All physical forms are described by their quantum
interactions and these include even biological organisms and cultural
structures. While these process may be guided by higher order principles such
as natural selection, at bottom they also conform to the principles of Quantum
Darwinism. In this view we are composed of and have evolved from a nested
hierarchy of related structures: cultural, behavioural, biological and physical.
Our own direct historical lineage extends to the beginnings of the universe and
we are the recipients of a wondrous historical heritage.
Many paleontologists and anthropologists describe our planet’s
current historic epoch in terms of a sixth mass extinction. A mass extinction
is considered to have occurred in earth’s history when more than 50% of its
species become extinct during a short period of time. Five such events have
been identified in our previous history. All five cases involved natural agents,
such as a meteorite collision or extensive volcanism. This sixth case is
different, the agent involved is us. In some sense we cannot be blamed, many of
us do not recognize our close familial relationship to all the other organisms
on the planet.
However the fact remains that we are inadvertently but actively exterminating
our cousins in the family of life. Hopefully some Lincoln or Churchill will
emerge to remind us of our duty to safeguard our great historic and familial heritage.

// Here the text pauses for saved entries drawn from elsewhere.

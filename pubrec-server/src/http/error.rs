//! API error types with IntoResponse
//!
//! Errors are converted to JSON responses with appropriate status codes.

use axum::http::StatusCode;
use axum::response::{IntoResponse, Response};
use axum::Json;
use pubrec_core::RecordError;
use serde_json::json;

/// API error type with automatic HTTP status mapping
#[derive(Debug)]
pub enum ApiError {
    /// Resource not found, or a path parameter failed its pattern (404)
    NotFound { resource: &'static str, id: String },

    /// Blacklisted bulletin requested directly (451)
    Censored { txid: String },

    /// Undecodable board name or impossible day (400)
    Malformed { field: &'static str, reason: String },

    /// Store failure (500, logged)
    Store(RecordError),
}

impl ApiError {
    pub fn not_found(resource: &'static str, id: impl Into<String>) -> Self {
        Self::NotFound {
            resource,
            id: id.into(),
        }
    }

    pub fn status(&self) -> StatusCode {
        match self {
            Self::NotFound { .. } => StatusCode::NOT_FOUND,
            Self::Censored { .. } => StatusCode::UNAVAILABLE_FOR_LEGAL_REASONS,
            Self::Malformed { .. } => StatusCode::BAD_REQUEST,
            Self::Store(_) => StatusCode::INTERNAL_SERVER_ERROR,
        }
    }
}

impl IntoResponse for ApiError {
    fn into_response(self) -> Response {
        let status = self.status();
        let body = match &self {
            Self::NotFound { resource, id } => json!({
                "error": "not_found",
                "message": format!("{} '{}' not found", resource, id)
            }),
            Self::Censored { txid } => json!({
                "error": "censored",
                "message": format!("bulletin {} has been withheld", txid)
            }),
            Self::Malformed { field, reason } => json!({
                "error": "malformed_input",
                "message": format!("{}: {}", field, reason)
            }),
            Self::Store(e) => {
                // Log the actual error, return generic message
                tracing::error!("Store error: {}", e);
                json!({
                    "error": "internal_error",
                    "message": "an internal error occurred"
                })
            }
        };

        (status, Json(body)).into_response()
    }
}

impl From<RecordError> for ApiError {
    fn from(e: RecordError) -> Self {
        match e {
            RecordError::NotFound { resource, id } => Self::NotFound { resource, id },
            RecordError::Censored { txid } => Self::Censored { txid },
            RecordError::MalformedInput { field, reason } => Self::Malformed { field, reason },
            other => Self::Store(other),
        }
    }
}

#[cfg(test)]
mod tests {
    use super::*;
    use axum::body::to_bytes;

    #[tokio::test]
    async fn not_found_is_404() {
        let err = ApiError::from(RecordError::not_found("bulletin", "abc"));
        let response = err.into_response();
        assert_eq!(response.status(), StatusCode::NOT_FOUND);
    }

    #[tokio::test]
    async fn censored_is_451() {
        let err = ApiError::from(RecordError::censored("b0a1"));
        let response = err.into_response();
        assert_eq!(response.status().as_u16(), 451);

        let body = to_bytes(response.into_body(), usize::MAX).await.unwrap();
        let value: serde_json::Value = serde_json::from_slice(&body).unwrap();
        assert_eq!(value["error"], "censored");
    }

    #[tokio::test]
    async fn malformed_is_400() {
        let err = ApiError::from(RecordError::malformed("day", "no such date"));
        assert_eq!(err.into_response().status(), StatusCode::BAD_REQUEST);
    }

    #[tokio::test]
    async fn store_error_hides_details() {
        let err = ApiError::from(RecordError::Store(sqlx_error()));
        let response = err.into_response();
        assert_eq!(response.status(), StatusCode::INTERNAL_SERVER_ERROR);

        let body = to_bytes(response.into_body(), usize::MAX).await.unwrap();
        let value: serde_json::Value = serde_json::from_slice(&body).unwrap();
        assert_eq!(value["message"], "an internal error occurred");
    }

    fn sqlx_error() -> sqlx::Error {
        sqlx::Error::PoolClosed
    }
}
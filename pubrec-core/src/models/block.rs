//! Block views

use serde::{Deserialize, Serialize};

use super::Bulletin;

/// Summary of a single block and how many bulletins it confirmed
#[derive(Debug, Clone, PartialEq, Eq, Serialize, Deserialize)]
#[serde(rename_all = "camelCase")]
pub struct BlockHead {
    pub hash: String,
    /// Absent for the genesis block
    #[serde(default, skip_serializing_if = "Option::is_none")]
    pub prev_hash: Option<String>,
    pub timestamp: i64,
    pub height: u64,
    pub num_bltns: u64,
}

/// A block head with the bulletins it confirmed
#[derive(Debug, Clone, PartialEq, Eq, Serialize, Deserialize)]
pub struct BlockResponse {
    pub head: BlockHead,
    #[serde(rename = "bltns")]
    pub bulletins: Vec<Bulletin>,
}
//! Calendar day used by the block index

use chrono::{Days, NaiveDate};

use crate::error::{RecordError, Result};

/// Accepted day format: `DD-MM-YYYY`, one-digit day and month allowed.
const DAY_FORMAT: &str = "%d-%m-%Y";

/// A UTC calendar day, covering `[start, end)` in unix seconds.
#[derive(Debug, Clone, Copy, PartialEq, Eq, PartialOrd, Ord)]
pub struct Day(NaiveDate);

impl Day {
    /// Parse a `DD-MM-YYYY` string.
    ///
    /// Impossible dates (`31-02-2014`, `111-990-2014`) are malformed input.
    pub fn parse(s: &str) -> Result<Self> {
        NaiveDate::parse_from_str(s, DAY_FORMAT)
            .map(Self)
            .map_err(|e| RecordError::malformed("day", format!("'{}': {}", s, e)))
    }

    pub fn date(&self) -> NaiveDate {
        self.0
    }

    /// Unix time of midnight UTC starting this day.
    pub fn start(&self) -> i64 {
        self.0.and_time(chrono::NaiveTime::MIN).and_utc().timestamp()
    }

    /// Unix time of midnight UTC starting the next day.
    pub fn end(&self) -> i64 {
        match self.0.checked_add_days(Days::new(1)) {
            Some(next) => Self(next).start(),
            None => i64::MAX,
        }
    }
}

impl From<NaiveDate> for Day {
    fn from(date: NaiveDate) -> Self {
        Self(date)
    }
}

impl std::fmt::Display for Day {
    fn fmt(&self, f: &mut std::fmt::Formatter<'_>) -> std::fmt::Result {
        write!(f, "{}", self.0.format(DAY_FORMAT))
    }
}
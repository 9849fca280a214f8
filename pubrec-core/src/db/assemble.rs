//! Compound responses built from a head row plus its bulletin rows
//!
//! Bulletins inside any compound response are always redacted rather than
//! withheld. Row order is kept exactly as the query produced it.

use super::rows::{BulletinRow, Censorship};
use crate::error::Result;
use crate::models::{
    AuthorResponse, AuthorSummary, BlockHead, BlockResponse, BoardSummary, Bulletin, WholeBoard,
};

/// Map list rows, redacting banned bulletins.
pub fn bulletin_list(rows: Vec<BulletinRow>) -> Result<Vec<Bulletin>> {
    rows.into_iter()
        .map(|row| row.into_bulletin(Censorship::Redact))
        .collect()
}

pub fn block_response(head: BlockHead, rows: Vec<BulletinRow>) -> Result<BlockResponse> {
    Ok(BlockResponse {
        head,
        bulletins: bulletin_list(rows)?,
    })
}

pub fn whole_board(summary: BoardSummary, rows: Vec<BulletinRow>) -> Result<WholeBoard> {
    Ok(WholeBoard {
        summary,
        bulletins: bulletin_list(rows)?,
    })
}

pub fn author_response(author: AuthorSummary, rows: Vec<BulletinRow>) -> Result<AuthorResponse> {
    Ok(AuthorResponse {
        author,
        bulletins: bulletin_list(rows)?,
    })
}

#[cfg(test)]
mod tests {
    use super::*;

    fn row(txid: &str, ts: i64, banned: bool) -> BulletinRow {
        BulletinRow {
            txid: txid.into(),
            author: "miUDcP8obUKPhqkrBrQz57sbSg2Mz1kZXH".into(),
            board: Some("ahimsa-dev".into()),
            message: format!("message {}", txid),
            bltn_ts: ts,
            block_hash: None,
            block_ts: None,
            ban_reason: banned.then(|| "spam".to_string()),
        }
    }

    #[test]
    fn list_keeps_order_and_redacts() {
        let rows = vec![row("c", 3, false), row("a", 1, true), row("b", 2, false)];
        let bltns = bulletin_list(rows).unwrap();

        let txids: Vec<_> = bltns.iter().map(|b| b.txid.as_str()).collect();
        assert_eq!(txids, ["c", "a", "b"]);
        assert_eq!(bltns[1].message, "");
        assert_eq!(bltns[1].banned_reason.as_deref(), Some("spam"));
        assert_eq!(bltns[2].message, "message b");
    }

    #[test]
    fn author_response_wraps_summary() {
        let summary = AuthorSummary {
            address: "miUDcP8obUKPhqkrBrQz57sbSg2Mz1kZXH".into(),
            num_bltns: 2,
            first_blk_ts: Some(1414017952),
        };
        let resp = author_response(summary, vec![row("a", 1, false), row("b", 2, true)]).unwrap();

        assert_eq!(resp.author.num_bltns, 2);
        assert_eq!(resp.bulletins.len(), 2);
        assert!(resp.bulletins[1].is_censored());
    }
}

Hopefully we will rally to them and ensure that no more of our extended family or
our historic heritage shall perish from the face of the earth.
Bibliography
1. Ouellette, Jennifer.
Nobel Crystal Ball: Predictions for the 2014 Prize in Physics. Scientific
American. [Online] October 3, 2014. [Cited: December 12, 2014.] http://blogs.scientificamerican.com/cocktail-party-physics/2014/10/03/nobel-crystal-ball-predictions-for-2014-prize-in-physics/.
2. Zurek, Wojciech H. Quantum Darwinism and
envariance. [book auth.] P. C. W. Davies, and C. H. Harper, eds. J. D.
Barrow. Science and Ultimate Reality: From the Quantum to the Cosmos. s.l. :
Cambridge University Press, 2004.
3. Misner, Charles, Thorne, Kip and Wheeler, John
Archibald. Gravitation. s.l. : W.H. Freeman and Company,
1973.
4. Wikipedia. Democracy. Wikipedia. [Online]
http://en.wikipedia.org/wiki/Democracy.
[i]
After careful study of
Biblical chronology, Archbishop Ussher set the date of creation at 4004 B.C.